Diva, I'll make you a deal: send me your food. I'd rather eat it than mine. I made some rub from Smoke and Spice and it was awful. Maybe I put too much on? My Brisket was soggy because I foiled it way too long, but at least it keep me up to Midnight on a work night. It was plenty juicy.

If you or anyone feels like responding, I have a few basic questions (my first comp is in 11 days, so I appreciate any help):

1. Sliced brisket seems to dry out pretty fast. I mean, even if it is very juicy at time of slicing, just sitting there it seems like it wants to get dry. Do you spray it with a glaze or some finishing sauce after you slice it? Mine tasted like beef and lacked any sweet or tangyness to it. I wasn't sure if you apply enough mop during the cooking if that impacts the flavor as much as painting on a thin sauce after slicing.

2. southern comps tend to like vinegar, or at least that's what I'm feeling, with some people doing a hybrid of vinegar and tomato/sugar.
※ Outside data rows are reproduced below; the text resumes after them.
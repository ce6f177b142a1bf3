//! Timer configuration and combined-counter arithmetic
//!
//! The rig counts elapsed time with two hardware timers: a fast free-running
//! 16-bit timer whose overflows are tallied into a second 16-bit count, and a
//! slow prescaled timer that drives the timeout watchdog. The effective tick
//! count is the two 16-bit halves glued into a u32.

/// Reserved counter value meaning "timed out, no detection occurred".
///
/// Produced by forcing both halves to `0xFFFF` when the watchdog expires.
/// [`TimerConfig::timeout_window_ticks`] guarantees a genuine capture can
/// never reach this value before the watchdog fires.
pub const TIMEOUT_SENTINEL: u32 = 0xFFFF_FFFF;

/// Assemble the combined counter from the overflow tally and the fast-timer latch
#[inline]
pub fn combine(high_part: u16, low_part: u16) -> u32 {
    (u32::from(high_part) << 16) | u32::from(low_part)
}

/// Split a combined counter back into `(high_part, low_part)`
#[inline]
pub fn split(counter: u32) -> (u16, u16) {
    ((counter >> 16) as u16, (counter & 0xFFFF) as u16)
}

/// Clock tree configuration of the capture rig
///
/// The timeout window is not a magic constant: it is derived from the CPU
/// clock, the two prescalers, and the watchdog budget. The defaults describe
/// the reference rig (16 MHz AVR, fast timer at clk/8, slow timer at clk/1024
/// with an 8-bit modulus), which puts one slow tick at ~16.4 ms and the
/// default budget of 122 at ~2.0 s.
#[derive(Debug, Clone, Copy, PartialEq, Eq)]
pub struct TimerConfig {
    /// CPU clock frequency in Hz
    pub cpu_hz: u32,
    /// Prescaler feeding the fast free-running timer
    pub fast_prescaler: u32,
    /// Prescaler feeding the slow watchdog timer
    pub slow_prescaler: u32,
    /// Counts per slow-timer overflow (256 for an 8-bit timer)
    pub slow_modulus: u32,
    /// Watchdog countdown: slow-timer overflows before a cycle is declared
    /// timed out
    pub timeout_budget: u8,
}

impl Default for TimerConfig {
    fn default() -> Self {
        Self {
            cpu_hz: 16_000_000,
            fast_prescaler: 8,
            slow_prescaler: 1024,
            slow_modulus: 256,
            timeout_budget: 122,
        }
    }
}

impl TimerConfig {
    /// Fast-timer tick rate in Hz (the device's native time unit)
    pub fn fast_tick_hz(&self) -> u32 {
        self.cpu_hz / self.fast_prescaler
    }

    /// Fast ticks elapsed per slow-timer overflow
    pub fn fast_ticks_per_slow_tick(&self) -> u64 {
        u64::from(self.slow_prescaler) * u64::from(self.slow_modulus) / u64::from(self.fast_prescaler)
    }

    /// Maximum fast ticks a cycle can accumulate before the watchdog expires
    ///
    /// This bounds the largest combined counter a genuine capture can report,
    /// which must stay below [`TIMEOUT_SENTINEL`] for the sentinel to remain
    /// unambiguous on the wire.
    pub fn timeout_window_ticks(&self) -> u64 {
        u64::from(self.timeout_budget) * self.fast_ticks_per_slow_tick()
    }

    /// Approximate timeout window in seconds, for display
    pub fn timeout_secs(&self) -> f64 {
        self.timeout_window_ticks() as f64 / self.fast_tick_hz() as f64
    }
}

#[cfg(test)]
mod tests {
    use super::*;
    use pretty_assertions::assert_eq;

    #[test]
    fn test_combine_bit_layout() {
        assert_eq!(combine(0, 0), 0);
        assert_eq!(combine(0, 1), 1);
        assert_eq!(combine(1, 0), 0x0001_0000);
        assert_eq!(combine(0x0001, 0x86A0), 100_000);
        assert_eq!(combine(0xFFFF, 0xFFFF), TIMEOUT_SENTINEL);
    }

    #[test]
    fn test_combine_split_roundtrip() {
        for &(h, l) in &[
            (0u16, 0u16),
            (0, 0xFFFF),
            (0xFFFF, 0),
            (0x1234, 0x5678),
            (0xFFFE, 0xFFFF),
        ] {
            assert_eq!(split(combine(h, l)), (h, l));
        }
        for &v in &[0u32, 1, 50_000, 0xDEAD_BEEF, u32::MAX - 1] {
            let (h, l) = split(v);
            assert_eq!(combine(h, l), v);
        }
    }

    #[test]
    fn test_sentinel_unreachable_with_default_config() {
        let config = TimerConfig::default();
        // A genuine capture is bounded by the watchdog window; the sentinel
        // must stay strictly out of that range.
        assert!(config.timeout_window_ticks() < u64::from(TIMEOUT_SENTINEL));
    }

    #[test]
    fn test_reference_config_window_is_about_two_seconds() {
        let config = TimerConfig::default();
        assert_eq!(config.fast_tick_hz(), 2_000_000);
        assert_eq!(config.fast_ticks_per_slow_tick(), 32_768);
        let secs = config.timeout_secs();
        assert!((1.9..2.1).contains(&secs), "window was {} s", secs);
    }
}
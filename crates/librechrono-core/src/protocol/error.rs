//! Protocol errors

use thiserror::Error;

/// Errors that can occur during protocol communication
///
/// A device-reported timeout is NOT an error: it comes back as
/// [`Measurement::TimedOut`](super::Measurement::TimedOut). This enum covers
/// transport and framing failures only.
#[derive(Error, Debug)]
pub enum ProtocolError {
    #[error("Serial port error: {0}")]
    SerialError(String),

    #[error("Response timeout")]
    Timeout,

    #[error("Not connected to rig")]
    NotConnected,

    #[error("Connection failed: {0}")]
    ConnectionFailed(String),

    #[error("Already connected")]
    AlreadyConnected,

    #[error("Invalid response from rig")]
    InvalidResponse,

    #[error("Port not found: {0}")]
    PortNotFound(String),

    #[error("I/O error: {0}")]
    IoError(#[from] std::io::Error),
}
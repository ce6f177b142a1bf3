//! Simulated rig - runs the capture engine without hardware
//!
//! Stands in for a real chronograph rig during development and testing: the
//! same [`CaptureEngine`] state machine, driven by a scripted "range" that
//! decides when (or whether) the projectile reaches the sensor, served over
//! any byte stream. The CLI exposes it over TCP so a host connection can be
//! exercised end to end on one machine.

use rand::rngs::StdRng;
use rand::{Rng, SeedableRng};
use std::io::{self, Read, Write};
use std::net::{TcpListener, ToSocketAddrs};
use tracing::{debug, info, trace};

use crate::capture::{CaptureEngine, TimerConfig, TIMEOUT_SENTINEL};
use crate::protocol::{WireFormat, FIRE_COMMAND};

/// Scripted physical range: decides the detection tick for each shot
pub struct SimulatedRange {
    /// Nominal detection tick; `None` means the projectile never reaches the
    /// sensor and every cycle times out
    detection_tick: Option<u64>,
    /// Uniform jitter applied around the nominal tick
    jitter_ticks: u64,
    rng: StdRng,
}

impl SimulatedRange {
    /// Range with a fixed detection tick (or none at all)
    pub fn new(detection_tick: Option<u64>) -> Self {
        Self {
            detection_tick,
            jitter_ticks: 0,
            rng: StdRng::from_entropy(),
        }
    }

    /// Range with uniform jitter around the nominal detection tick
    pub fn with_jitter(detection_tick: u64, jitter_ticks: u64) -> Self {
        Self {
            detection_tick: Some(detection_tick),
            jitter_ticks,
            rng: StdRng::from_entropy(),
        }
    }

    /// Deterministically seeded variant of [`with_jitter`](Self::with_jitter)
    pub fn seeded(detection_tick: u64, jitter_ticks: u64, seed: u64) -> Self {
        Self {
            detection_tick: Some(detection_tick),
            jitter_ticks,
            rng: StdRng::seed_from_u64(seed),
        }
    }

    /// Detection tick for the next shot
    fn next_detection(&mut self) -> Option<u64> {
        let nominal = self.detection_tick?;
        if self.jitter_ticks == 0 {
            return Some(nominal);
        }
        let low = nominal.saturating_sub(self.jitter_ticks);
        let high = nominal + self.jitter_ticks;
        Some(self.rng.gen_range(low..=high))
    }
}

/// Run one fire→measure→report cycle against the engine
///
/// Replays the interrupt sequence a real shot would produce: fast-timer
/// overflows and elapsed watchdog ticks leading up to the detection edge, or
/// the full watchdog budget when the projectile never arrives. A detection
/// scheduled past the watchdog window times out, exactly as on hardware.
pub fn run_cycle(engine: &mut CaptureEngine, range: &mut SimulatedRange) -> u32 {
    engine.arm_and_fire();
    let window = engine.config().timeout_window_ticks();
    let ticks_per_slow = engine.config().fast_ticks_per_slow_tick();
    let budget = engine.config().timeout_budget;

    match range.next_detection() {
        Some(tick) if tick < window => {
            for _ in 0..(tick / ticks_per_slow) {
                engine.on_slow_tick();
            }
            for _ in 0..(tick >> 16) {
                engine.on_fast_overflow();
            }
            engine.on_detection((tick & 0xFFFF) as u16);
        }
        scheduled => {
            if let Some(tick) = scheduled {
                debug!(tick, window, "detection scheduled past watchdog window");
            }
            for _ in 0..budget {
                engine.on_slow_tick();
            }
        }
    }

    // an armed cycle always finalizes through one of the two paths above
    engine.poll_result().unwrap_or(TIMEOUT_SENTINEL)
}

/// Device main loop over a byte stream
///
/// Blocks on command receipt, fires on `'f'`, writes the encoded response.
/// Anything that is not the fire command is noise (bootloader chatter, line
/// garbage) and is dropped without disturbing the engine. Returns when the
/// peer closes the stream.
pub fn serve<S: Read + Write>(
    stream: &mut S,
    engine: &mut CaptureEngine,
    range: &mut SimulatedRange,
    format: WireFormat,
) -> io::Result<()> {
    let mut byte = [0u8; 1];
    loop {
        match stream.read(&mut byte) {
            Ok(0) => return Ok(()),
            Ok(_) if byte[0] == FIRE_COMMAND => {
                let ticks = run_cycle(engine, range);
                stream.write_all(&format.encode(ticks))?;
                stream.flush()?;
            }
            Ok(_) => trace!(byte = byte[0], "ignoring non-command byte"),
            Err(ref e)
                if e.kind() == io::ErrorKind::TimedOut
                    || e.kind() == io::ErrorKind::WouldBlock =>
            {
                continue;
            }
            Err(e) => return Err(e),
        }
    }
}

/// Serve the simulated rig over TCP, one connection at a time
///
/// Each connection gets a fresh engine, mirroring a rig power-cycled between
/// sessions. Runs until the listener fails.
pub fn serve_tcp<A: ToSocketAddrs>(
    addr: A,
    config: TimerConfig,
    range: &mut SimulatedRange,
    format: WireFormat,
) -> io::Result<()> {
    let listener = TcpListener::bind(addr)?;
    info!(addr = %listener.local_addr()?, "simulated rig listening");

    for stream in listener.incoming() {
        let mut stream = stream?;
        info!(peer = %stream.peer_addr()?, "host connected");
        let mut engine = CaptureEngine::new(config);
        match serve(&mut stream, &mut engine, range, format) {
            Ok(()) => info!("host disconnected"),
            Err(e) => info!(error = %e, "connection dropped"),
        }
    }
    Ok(())
}
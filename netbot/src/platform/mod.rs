//! Platform definitions for multi-vendor support.
//!
//! This module defines vendor-specific session settings: prompt patterns,
//! failure markers and the commands run around a session.

mod definition;
mod registry;
pub mod vendors;

pub use definition::PlatformDefinition;
pub use registry::PlatformRegistry;
//! Helpers shared by the CLI output parsers.

use std::sync::LazyLock;

use regex::{Captures, Regex};

static UPTIME_UNIT: LazyLock<Regex> = LazyLock::new(|| {
    Regex::new(r"(\d+)\s*(year|week|day|hour|minute|second)").expect("uptime pattern is valid")
});

static MAC: LazyLock<Regex> = LazyLock::new(|| {
    Regex::new(r"address(?: is|:)\s*([0-9a-fA-F]{4}\.[0-9a-fA-F]{4}\.[0-9a-fA-F]{4})")
        .expect("mac pattern is valid")
});

static DESCRIPTION: LazyLock<Regex> = LazyLock::new(|| {
    Regex::new(r"(?m)^[ \t]*Description:[ \t]*(.*?)[ \t]*$").expect("description pattern is valid")
});

static MTU: LazyLock<Regex> =
    LazyLock::new(|| Regex::new(r"MTU (\d+) bytes").expect("mtu pattern is valid"));

static BANDWIDTH: LazyLock<Regex> =
    LazyLock::new(|| Regex::new(r"BW (\d+) Kbit").expect("bandwidth pattern is valid"));

/// Convert a Cisco uptime phrase to seconds.
///
/// Understands both `1 year, 2 weeks, 3 days, 4 hours, 5 minutes` and the
/// NX-OS `12 day(s), 3 hour(s), 44 minute(s), 32 second(s)` form.
pub fn parse_uptime(text: &str) -> u64 {
    UPTIME_UNIT
        .captures_iter(text)
        .map(|caps| {
            let count: u64 = caps[1].parse().unwrap_or(0);
            let unit = match &caps[2] {
                "year" => 365 * 24 * 3600,
                "week" => 7 * 24 * 3600,
                "day" => 24 * 3600,
                "hour" => 3600,
                "minute" => 60,
                _ => 1,
            };
            count * unit
        })
        .sum()
}

/// Normalize a MAC address to upper-case colon-separated octets.
///
/// Input that does not hold exactly twelve hex digits is returned as is.
pub fn normalize_mac(text: &str) -> String {
    let hex: Vec<char> = text.chars().filter(char::is_ascii_hexdigit).collect();
    if hex.len() != 12 || text.chars().any(|c| !c.is_ascii_hexdigit() && !".:-".contains(c)) {
        return text.to_string();
    }

    hex.chunks(2)
        .map(|pair| pair.iter().collect::<String>().to_ascii_uppercase())
        .collect::<Vec<_>>()
        .join(":")
}

/// First capture group of `pattern` in `text`, trimmed.
pub fn capture<'t>(pattern: &Regex, text: &'t str) -> Option<&'t str> {
    pattern
        .captures(text)
        .and_then(|caps| caps.get(1))
        .map(|m| m.as_str().trim())
        .filter(|s| !s.is_empty())
}

/// Split `show interface` output into one block per interface.
///
/// Each item pairs the header captures with the text up to the next header.
pub fn interface_blocks<'t>(output: &'t str, header: &Regex) -> Vec<(Captures<'t>, &'t str)> {
    let headers: Vec<Captures<'t>> = header.captures_iter(output).collect();
    let starts: Vec<usize> = headers
        .iter()
        .map(|caps| caps.get(0).map_or(0, |m| m.start()))
        .collect();

    headers
        .into_iter()
        .enumerate()
        .map(|(i, caps)| {
            let body_start = caps.get(0).map_or(0, |m| m.end());
            let body_end = starts.get(i + 1).copied().unwrap_or(output.len());
            (caps, &output[body_start..body_end])
        })
        .collect()
}

/// Hardware fields common to the IOS and NX-OS interface blocks.
#[derive(Debug, Default, PartialEq, Eq)]
pub struct HardwareFields {
    pub mac_address: String,
    pub description: String,
    pub mtu: u32,
    /// Mbps.
    pub speed: u64,
}

impl HardwareFields {
    pub fn from_block(block: &str) -> Self {
        let bandwidth_kbit: u64 = capture(&BANDWIDTH, block)
            .and_then(|bw| bw.parse().ok())
            .unwrap_or(0);

        Self {
            mac_address: capture(&MAC, block).map(normalize_mac).unwrap_or_default(),
            description: capture(&DESCRIPTION, block).unwrap_or_default().to_string(),
            mtu: capture(&MTU, block)
                .and_then(|mtu| mtu.parse().ok())
                .unwrap_or(0),
            speed: bandwidth_kbit / 1000,
        }
    }
}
I'm wondering if you are to put this vinegar stuff on during the cooking and then use your regular sauce at the end so you have the appearance of shiny red sauce with layers of contrasting sauce (in case some judges hate vinegar soaked meat, you'd have a little tang but also have the normal sweet tomato based flavor as well). I know bbq is all about trial and error, but I'd like to avoid any common pitfalls.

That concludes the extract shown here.